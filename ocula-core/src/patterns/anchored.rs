use crate::{
    driver::stage::Stage,
    foundation::{
        core::{Point, Rect, Viewport},
        math::RandomSource,
    },
    motion::clock::{DeltaPolicy, STALL_DISCARD_MS},
    patterns::Stepper,
};

/// Image side as a fraction of the surface height, at most.
const MAX_IMAGE_FILL: f64 = 0.82;
const DEFAULT_DOT_DIVISOR: f64 = 28.0;

/// Names of the themed background images in the asset store.
#[derive(Clone, Debug, PartialEq, Eq, serde::Serialize, serde::Deserialize)]
#[serde(default)]
pub struct ThemedImages {
    /// Image drawn in the light theme.
    pub light: String,
    /// Image drawn in the dark theme.
    pub dark: String,
}

impl Default for ThemedImages {
    fn default() -> Self {
        Self {
            light: "pvision2whitemode.svg".to_owned(),
            dark: "pvision2darkmode.svg".to_owned(),
        }
    }
}

impl ThemedImages {
    /// Image name for the current theme.
    pub fn for_dark_mode(&self, dark: bool) -> &str {
        if dark { &self.dark } else { &self.light }
    }
}

/// Coordinate frame the anchors were authored in.
#[derive(Clone, Copy, Debug, PartialEq)]
pub enum AnchorSpace {
    /// Fractions of the image square.
    Local,
    /// Fractions of the surface, for an image laid out at `(dx, dy)`.
    Canvas {
        /// Left edge of the image, as a fraction of the surface.
        dx: f64,
        /// Top edge of the image, as a fraction of the surface.
        dy: f64,
    },
}

/// Which anchors are drawn.
#[derive(Clone, Copy, Debug, PartialEq, Eq)]
pub enum Highlight {
    /// Draw only the anchor under the tick.
    OnlyActive,
    /// Draw every anchor except the one under the tick.
    AllButActive,
}

/// Themed image with dots at fixed anchors, stepping on a tick.
#[derive(Clone, Debug)]
pub struct Anchored {
    anchors: Vec<Point>,
    images: ThemedImages,
    highlight: Highlight,
    tick_ms: f64,
    total: f64,
    scale: f64,
    dot_divisor: f64,
    fixed_divisor: Option<f64>,
    t: f64,
}

impl Anchored {
    /// Worker stepping over `anchors` every `tick_ms`. `scale` sizes the image relative
    /// to the surface width.
    pub fn new(
        anchors: &[Point],
        space: AnchorSpace,
        images: ThemedImages,
        highlight: Highlight,
        tick_ms: f64,
        scale: f64,
    ) -> Self {
        let tick_ms = tick_ms.max(1.0);
        let anchors = match space {
            AnchorSpace::Local => anchors.to_vec(),
            AnchorSpace::Canvas { dx, dy } => {
                let w = if scale != 0.0 { scale / 2.5 } else { 0.4 };
                let h = if scale != 0.0 { scale } else { 1.0 };
                anchors
                    .iter()
                    .map(|p| {
                        Point::new(
                            ((p.x - dx) / w).clamp(0.0, 1.0),
                            ((p.y - dy) / h).clamp(0.0, 1.0),
                        )
                    })
                    .collect()
            }
        };
        Self {
            total: tick_ms * anchors.len().max(1) as f64,
            anchors,
            images,
            highlight,
            tick_ms,
            scale,
            dot_divisor: DEFAULT_DOT_DIVISOR,
            fixed_divisor: None,
            t: 0.0,
        }
    }

    /// Dot radius as a fraction of the image side. Non-positive values keep
    /// the default.
    pub fn with_dot_divisor(mut self, divisor: f64) -> Self {
        if divisor > 0.0 {
            self.dot_divisor = divisor;
        }
        self
    }

    /// Dot radius as a fraction of the surface width, overriding the image
    /// based size.
    pub fn with_fixed_divisor(mut self, divisor: f64) -> Self {
        self.fixed_divisor = (divisor > 0.0).then_some(divisor);
        self
    }

    /// Anchors as fractions of the image square.
    pub fn anchors(&self) -> &[Point] {
        &self.anchors
    }

    /// Milliseconds into the current cycle.
    pub fn elapsed(&self) -> f64 {
        self.t
    }

    /// Anchor under the tick, `None` without anchors.
    pub fn active_index(&self) -> Option<usize> {
        let last = self.anchors.len().checked_sub(1)?;
        Some(((self.t / self.tick_ms).floor().max(0.0) as usize).min(last))
    }

    /// Square the image is fit into.
    pub fn image_rect(&self, viewport: Viewport) -> Rect {
        let (w, h) = (viewport.w(), viewport.h());
        let size = (self.scale * w / 2.5).min(h * MAX_IMAGE_FILL);
        let x = (w - size) / 2.0;
        let y = (h - size) / 2.0;
        Rect::new(x, y, x + size, y + size)
    }

    fn dot_radius(&self, viewport: Viewport, image_side: f64) -> f64 {
        match self.fixed_divisor {
            Some(d) => viewport.w() / d,
            None => image_side / self.dot_divisor,
        }
    }
}

impl Stepper for Anchored {
    fn reset(&mut self, _rng: &mut dyn RandomSource) {
        self.t = 0.0;
    }

    fn advance(&mut self, raw_dt_ms: f64, _rng: &mut dyn RandomSource) -> u32 {
        let dt = DeltaPolicy::Discard {
            threshold_ms: STALL_DISCARD_MS,
        }
        .apply(raw_dt_ms);
        self.t += dt;

        let mut completions = 0;
        while self.t >= self.total {
            self.t -= self.total;
            completions += 1;
        }
        completions
    }

    fn draw(&self, stage: &mut Stage<'_>) {
        let vp = stage.viewport();
        let rect = self.image_rect(vp);
        let key = self.images.for_dark_mode(stage.settings().dark_mode);
        stage.image(key, rect);

        let Some(active) = self.active_index() else {
            return;
        };
        let side = rect.width();
        let radius = self.dot_radius(vp, side);
        let place = |p: Point| Point::new(rect.x0 + p.x * side, rect.y0 + p.y * side);

        match self.highlight {
            Highlight::OnlyActive => stage.target(place(self.anchors[active]), radius),
            Highlight::AllButActive => {
                for (i, &p) in self.anchors.iter().enumerate() {
                    if i != active {
                        stage.target(place(p), radius);
                    }
                }
            }
        }
    }
}

#[cfg(test)]
#[path = "../../tests/unit/patterns/anchored.rs"]
mod tests;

**Task details**. Please go through the listing and return each line that has "Option" in it.

**Exercise result**.
    fixed_divisor: Option<f64>,
    pub fn active_index(&self) -> Option<usize> {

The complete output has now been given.